# For JFPNCM's shop



## honesttjohn (Feb 17, 2015)

JFPCFM ordered a sign for his "gathering" place - I mean shop. We were going with MDO since it's going outside on the Left Coast. So............I cut a piece of MDO as a sample and this is what it turned out as.










Anybody got any ideas for him on how to finish it? I hear that MDO is supposed to paint pretty good.

Then I just got the trusty old Corafoam out and sent him this.








.

He said he'd post the finished product when he got them done and hung.

HJ


----------



## Stick486 (Jan 4, 2013)

extremely well done...
I like 'em...


----------



## Herb Stoops (Aug 28, 2012)

Good job as always, John.

Herb


----------



## Roy Drake (Feb 10, 2014)

Nice work, as usual, John. Looking forward to seeing the finished signs.


----------



## honesttjohn (Feb 17, 2015)

My fingers screwed up. Can one of the moderators change the title to JFPNCM - sorry Jon.

HJ

Not all there last nite!


----------



## JFPNCM (Dec 13, 2009)

honesttjohn said:


> My fingers screwed up. Can one of the moderators change the title to JFPNCM - sorry Jon.
> 
> HJ
> 
> Not all there last nite!


No worries John. 

Thank you again for the great signs. More later.


----------



## JFPNCM (Dec 13, 2009)

Appreciate the post and all the comments on HJ's great work. The signs are indeed impressive. In between the wind and rain I'm working on finishing the big one but it'll be a bit before I can post it. At HJ's suggestion I'm spraying the big one with Rustoleum 2x and will trim the letters out to match the building trim. The other objects will be trimmed as appropriate. I plan to use Minwax antique oil on the MDO version but I'm open to suggestions. 

Hopefully I can keep the project under wraps until it's completed. 

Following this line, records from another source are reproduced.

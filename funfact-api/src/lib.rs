//! Daily Fun Fact API - HTTP Layer
//!
//! Axum routes over a shared [`funfact_core::FactService`], plus health
//! probes, Prometheus metrics and the OpenAPI document.

#[macro_use]
mod macros;

pub mod config;
pub mod error;
pub mod openapi;
pub mod routes;
pub mod state;
pub mod telemetry;
pub mod types;

// Re-export commonly used types
pub use config::{ApiConfig, StoreKind};
pub use error::{ApiError, ApiResult, ErrorBody, ErrorCode};
pub use openapi::ApiDoc;
pub use routes::create_router;
pub use state::AppState;
pub use types::FunFactDto;
//! Tracing Subscriber Initialization
//!
//! JSON formatted events filtered by `RUST_LOG`, with a default filter that
//! keeps the workspace crates at debug.

use tracing_subscriber::{layer::SubscriberExt, util::SubscriberInitExt, EnvFilter};

use crate::error::{ApiError, ApiResult};

/// Filter used when `RUST_LOG` is unset or invalid.
pub const DEFAULT_FILTER: &str =
    "funfact_api=debug,funfact_core=debug,funfact_storage=debug,funfact_llm=debug,tower_http=debug,info";

/// Telemetry configuration from environment variables.
#[derive(Debug, Clone)]
pub struct TelemetryConfig {
    /// Service name attached to the startup event
    pub service_name: String,
    /// Service version
    pub service_version: String,
    /// Environment (production, staging, development)
    pub environment: String,
}

impl Default for TelemetryConfig {
    fn default() -> Self {
        Self {
            service_name: std::env::var("FUNFACT_SERVICE_NAME")
                .unwrap_or_else(|_| "funfact-api".to_string()),
            service_version: env!("CARGO_PKG_VERSION").to_string(),
            environment: std::env::var("FUNFACT_ENVIRONMENT")
                .unwrap_or_else(|_| "development".to_string()),
        }
    }
}

/// Install the global subscriber.
///
/// Call once at startup, before anything logs. A second call fails.
pub fn init_tracing(config: &TelemetryConfig) -> ApiResult<()> {
    let env_filter =
        EnvFilter::try_from_default_env().unwrap_or_else(|_| EnvFilter::new(DEFAULT_FILTER));

    tracing_subscriber::registry()
        .with(env_filter)
        .with(tracing_subscriber::fmt::layer().json())
        .try_init()
        .map_err(|e| ApiError::internal_error(format!("Failed to init subscriber: {}", e)))?;

    tracing::info!(
        service_name = %config.service_name,
        service_version = %config.service_version,
        environment = %config.environment,
        "Telemetry initialized"
    );

    Ok(())
}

As an FYI, the title "Tower Hill Gentlemen's Club" was coined by our wives as we do gather there for a good IPA now and again. 

Thanks again John.


----------



## RainMan 2.0 (May 6, 2014)

John I find it amazing how crisp and clean that foam board always turns out . Must be easy on bits too . Too bad it's so darn expensive


----------



## Scottart (Jan 8, 2015)

Very nice work John. Those will be appreciated for years to com


----------



## ksidwy (Jul 13, 2013)

Outstanding John! congrats!
Sid.


----------



## honesttjohn (Feb 17, 2015)

Rick,

That Corafoam is really a pleasure to work with. It's really cool to watch it in progress. It cuts like a dream, and you only need 1 pass to cut as deep as most work requires. It is a bit pricey (less if you order more) ......... but when you figure it's all usable and comes in sheets, there's no laminating. Just cut a piece the size you need and get to work. And you can always make something out of the odds and ends. Bits darn near last forever when using it, and it's easier on the machine. Good wood ain't cheap either, and takes a lot of time to prep.

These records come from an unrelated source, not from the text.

//! Per-day distributed lock capability.
//!
//! ```text
//! (free) ─── acquire(day, ttl) = true ──→ held ─── release(day) ──→ (free)
//!                                           │
//!                                      ttl elapses ──→ (free)
//! ```
//!
//! `acquire` is a single non-blocking probe. A `false` return means another
//! holder owns the day; callers never queue behind it.

use std::time::Duration;

use async_trait::async_trait;

use crate::{Day, FunFactResult};

/// Lock lifetime used when nothing else is configured.
pub const DEFAULT_LOCK_TTL: Duration = Duration::from_secs(10);

/// Named, time-bounded mutual exclusion keyed by calendar day.
#[async_trait]
pub trait DailyLock: Send + Sync {
    /// Create the lock record for `day` only if absent.
    ///
    /// Returns `true` iff this call created the record. The record expires
    /// on its own after `ttl` so a crashed holder cannot block the day.
    async fn acquire(&self, day: Day, ttl: Duration) -> FunFactResult<bool>;

    /// Delete the lock record for `day`. Releasing an absent or expired
    /// lock succeeds.
    async fn release(&self, day: Day) -> FunFactResult<()>;
}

But for looks, it has to be painted (it paints great) and doesn't take the place of wood grain when desired, no matter how good a computer program you got. 

So I use em both and try to match the best material for the job.

HJ


----------



## JFPNCM (Dec 13, 2009)

*HJ's signs for my shop*

At long last I've been able to get the finish coats on the signs HJ recently made and posted here. Hopefully he will approve. 

The dark background on the wooden one is a natural artifact, not the finish. Reminds one of the mountains, lakes and forests in the area. 

The small one was finished with Minwax oil and the larger obviously painted, initially with Rustoleum 2x as a primer base and the letters and figures colored as appropriate. 

I'm now waiting on better weather to add the SPAR coatings for weather proofing before I hang them outside. 

As an aside, the "club" name was coined by our wives as two of my neighbors and I gather in the shop for an occasional IPA, particularly this time of year when the wind and rains force us off the deck. :grin:


----------



## Stick486 (Jan 4, 2013)

HJ sure is good...


----------



## RainMan 2.0 (May 6, 2014)

stick486 said:


> hj sure is good...


x2 
I think he's a quicker learner than he let's on


----------



## honesttjohn (Feb 17, 2015)

JFPNCM said:


> At long last I've been able to get the finish coats on the signs HJ recently made and posted here. Hopefully he will approve.
> 
> The dark background on the wooden one is a natural artifact, not the finish. Reminds one of the mountains, lakes and forests in the area.
> 
> ...


I don't regret not making the big one out of MDO. It would have been awful hard and time consuming to hide all the dark stuff and fill the knotholes. That Corafoam one just looks a lot more crisper and cleaner. The paint job is what makes it. You better take the paintress out to dinner for that job.

Glad they met with your approval. It was a learning experience for me as well.

Thanx again

HJ


The other guys seen them yet?


----------



## JFPNCM (Dec 13, 2009)

honesttjohn said:


> I don't regret not making the big one out of MDO. It would have been awful hard and time consuming to hide all the dark stuff and fill the knotholes. That Corafoam one just looks a lot more crisper and cleaner. The paint job is what makes it. You better take the paintress out to dinner for that job.
> 
> Glad they met with your approval. It was a learning experience for me as well.
> 
> ...


I will indeed take the paintress out to dinner. She deserves it for far more than the painting per se. 

The neighbors have yet to see the major sign. i want to hang it first.


My pleasure.

Jon


----------